3 new Lawrence school board members officially sworn in, creating a majority consisting of people of color

People of color now constitute historic majority

photo by: Dylan Lysen

Four Lawrence school board members raise their hands as they are sworn into by Douglas County Clerk Jamie Shew on Monday, Jan. 13, 2020. The board members include Carole Cadue-Blackwood, left; Erica Hill, center-left; Shannon Kimball, center-right; and Paula Smith, right.

A new majority has officially taken over the Lawrence school board.

During the board’s meeting on Monday, Carole Cadue-Blackwood, Erica Hill and Paula Smith were sworn into their positions by Douglas County Clerk Jamie Shew. Along with board President Melissa Johnson, the three new members create a majority on the board consisting of people of color.

Superintendent Anthony Lewis previously told the Journal-World that the new board is believed to be the first in Lawrence with that kind of majority.

“I’m so excited for this new board,” Johnson told the new members during the meeting. “I’m looking forward to all the things we get to do.”

Incumbent board member Shannon Kimball was also sworn into her position. She will be serving her third term on the board.

Although none of the board members directly mentioned the new majority, board Vice President Kelly Jones echoed Johnson’s excitement for the new board.

“I’m really delighted you are all here,” Jones said to the new members. “I look forward to hearing your voices and perspective and (I) know that we are a strong board and will work well together.”

Cadue-Blackwood, Hill and Smith did not comment during the meeting.

In other business, the board unanimously approved updating its 2020 legislative priorities list to add another priority related to gun control and to voice support for local control over funding decisions.

Kimball said the new priorities are a response to two issues that came up after the board approved its original priority list in December.

The board’s previously approved priority list includes asking for the Legislature to consider a new measure on gun control and to make it harder for students to access tobacco products.

It also includes priorities from the board’s 2019 list, such as providing adequate and equitable funding to public schools as outlined in the state’s constitution, keeping school board elections nonpartisan and supporting local control over school curriculum.

The board added to the list a request for the Kansas Legislature to consider “child access prevention” laws. Such laws make it illegal for adults to keep firearms in a way that a child can easily access them. The proposed update says the laws are needed “to decrease the number of gun-related incidents, and hold adults responsible instead of minors.”

The board also added to the list a statement supporting local control over the use of state funding for at-risk students.

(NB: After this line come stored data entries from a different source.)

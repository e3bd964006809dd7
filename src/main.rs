use anyhow::Result;
use clap::Parser;
use commvault_exporter::{
    config::Settings,
    server::{start_server, AppState},
    token_cache::TokenCache,
};
use std::sync::Arc;
use tracing::{error, info, warn};
use tracing_subscriber::{layer::SubscriberExt, util::SubscriberInitExt, EnvFilter};

/// Commvault Exporter - multi-target Prometheus probe exporter for Commvault
#[derive(Parser, Debug)]
#[command(author, version, about, long_about = None)]
struct Args {
    /// Path to configuration file
    #[arg(short, long, value_name = "FILE")]
    config: Option<String>,
}

#[tokio::main]
async fn main() -> Result<()> {
    // Parse command-line arguments
    let args = Args::parse();

    // Load configuration
    let settings = Settings::load(args.config.as_deref())?;

    // Initialize logging
    init_logging(&settings.exporter.log_level)?;

    info!("Starting Commvault Exporter");
    info!("Configured targets: {}", settings.targets.len());
    info!("Listen address: {}", settings.exporter.listen_address);

    if settings.targets.is_empty() {
        warn!("No targets defined in configuration; /probe requests will fail to find targets");
    }

    let listen_address = settings.exporter.listen_address.clone();
    let state = AppState {
        settings: Arc::new(settings),
        token_cache: Arc::new(TokenCache::new()),
    };

    // Start HTTP server
    info!("Starting HTTP server...");
    if let Err(e) = start_server(&listen_address, state).await {
        error!("Server error: {}", e);
        return Err(e.into());
    }

    Ok(())
}

/// Initialize structured logging with tracing.
fn init_logging(log_level: &str) -> Result<()> {
    let env_filter =
        EnvFilter::try_from_default_env().unwrap_or_else(|_| EnvFilter::new(log_level));

    tracing_subscriber::registry()
        .with(env_filter)
        .with(tracing_subscriber::fmt::layer())
        .init();

    Ok(())
}
//! stashdb - Role levels and credentialed document stashes
//!
//! - `roles`: additive role-level codec and capability flags
//! - `store`: indexed, access-controlled document partitions
//! - `stash`: typed repositories over partitions

pub mod cli;
pub mod config;
pub mod credentials;
pub mod observability;
pub mod roles;
pub mod stash;
pub mod store;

Kimball said the board added the priority because of a recent incident where a Lawrence High School student brought a loaded gun to school. Superintendent Anthony Lewis said the school district learned the student had access to the gun “from a family member’s home.”

“USD 497 believes that local districts, with guidance from (the Kansas State Department of Education), should have maximum flexibility in determining how best to use at-risk funds for the benefit of at-risk students in our schools,” the statement says.

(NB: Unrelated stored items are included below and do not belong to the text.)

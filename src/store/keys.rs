//! # Partition Keys
//!
//! Point-lookup predicates over declared attributes.
//!
//! - `PartitionKey`: an attribute name plus its declared type
//! - `QueryKey`: a partition key bound to a value
//! - `QueryKeys`: an ordered AND of query keys
//!
//! There is no OR, negation or range predicate.

use std::fmt;

use super::uid::Uid;
use super::value::{FieldType, FieldValue};

/// Named, typed attribute usable in a query
#[derive(Debug, Clone, Copy, PartialEq, Eq, Hash)]
pub struct PartitionKey {
    name: &'static str,
    field_type: FieldType,
}

/// Implicit unique key present on every partition
pub const UID_PARTITION_KEY: PartitionKey = PartitionKey::new("id", FieldType::Uid);

impl PartitionKey {
    pub const fn new(name: &'static str, field_type: FieldType) -> Self {
        Self { name, field_type }
    }

    pub fn name(&self) -> &'static str {
        self.name
    }

    pub fn field_type(&self) -> FieldType {
        self.field_type
    }

    /// Bind this key to a value
    pub fn with_obj(&self, value: impl Into<FieldValue>) -> QueryKey {
        QueryKey {
            key: *self,
            value: value.into(),
        }
    }
}

impl fmt::Display for PartitionKey {
    fn fmt(&self, f: &mut fmt::Formatter<'_>) -> fmt::Result {
        write!(f, "{}: {}", self.name, self.field_type)
    }
}

/// A partition key bound to an expected value
#[derive(Debug, Clone, PartialEq, Eq, Hash)]
pub struct QueryKey {
    key: PartitionKey,
    value: FieldValue,
}

impl QueryKey {
    pub fn key(&self) -> &PartitionKey {
        &self.key
    }

    pub fn name(&self) -> &'static str {
        self.key.name
    }

    pub fn value(&self) -> &FieldValue {
        &self.value
    }
}

impl fmt::Display for QueryKey {
    fn fmt(&self, f: &mut fmt::Formatter<'_>) -> fmt::Result {
        write!(f, "QueryKey(key={}, value={})", self.key.name, self.value)
    }
}

/// Ordered collection of query keys combined with AND
#[derive(Debug, Clone, PartialEq, Eq, Hash, Default)]
pub struct QueryKeys {
    qks: Vec<QueryKey>,
}

impl QueryKeys {
    pub fn new(qks: Vec<QueryKey>) -> Self {
        Self { qks }
    }

    /// No constraint
    pub fn empty() -> Self {
        Self::default()
    }

    /// Single-key query
    pub fn from_obj(key: &PartitionKey, value: impl Into<FieldValue>) -> Self {
        Self::new(vec![key.with_obj(value)])
    }

    /// Query on the primary id
    pub fn from_uid(uid: Uid) -> Self {
        Self::from_obj(&UID_PARTITION_KEY, uid)
    }

    pub fn all(&self) -> &[QueryKey] {
        &self.qks
    }

    pub fn iter(&self) -> std::slice::Iter<'_, QueryKey> {
        self.qks.iter()
    }

    pub fn len(&self) -> usize {
        self.qks.len()
    }

    pub fn is_empty(&self) -> bool {
        self.qks.is_empty()
    }
}

impl From<QueryKey> for QueryKeys {
    fn from(qk: QueryKey) -> Self {
        Self::new(vec![qk])
    }
}

impl FromIterator<QueryKey> for QueryKeys {
    fn from_iter<I: IntoIterator<Item = QueryKey>>(iter: I) -> Self {
        Self::new(iter.into_iter().collect())
    }
}

impl<'a> IntoIterator for &'a QueryKeys {
    type Item = &'a QueryKey;
    type IntoIter = std::slice::Iter<'a, QueryKey>;

    fn into_iter(self) -> Self::IntoIter {
        self.qks.iter()
    }
}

Kimball, who is also the president of the Kansas Association of School Boards, said the statement is a response to a state audit that found that school districts are not properly using those funds. The audit has led to lawmakers calling for hearings on the topic during the 2020 legislative session, according to a Kansas City Star report.

Kimball said the audit misunderstands how the funds are used. She said one of the findings says a large portion of the funds are used to pay the salaries of general population teachers. But she noted that general population teachers also provide educational support to at-risk students.

“Some of the findings of that audit are concerning,” Kimball said. “It doesn’t really recognize the reality of educating at-risk students in our classrooms.”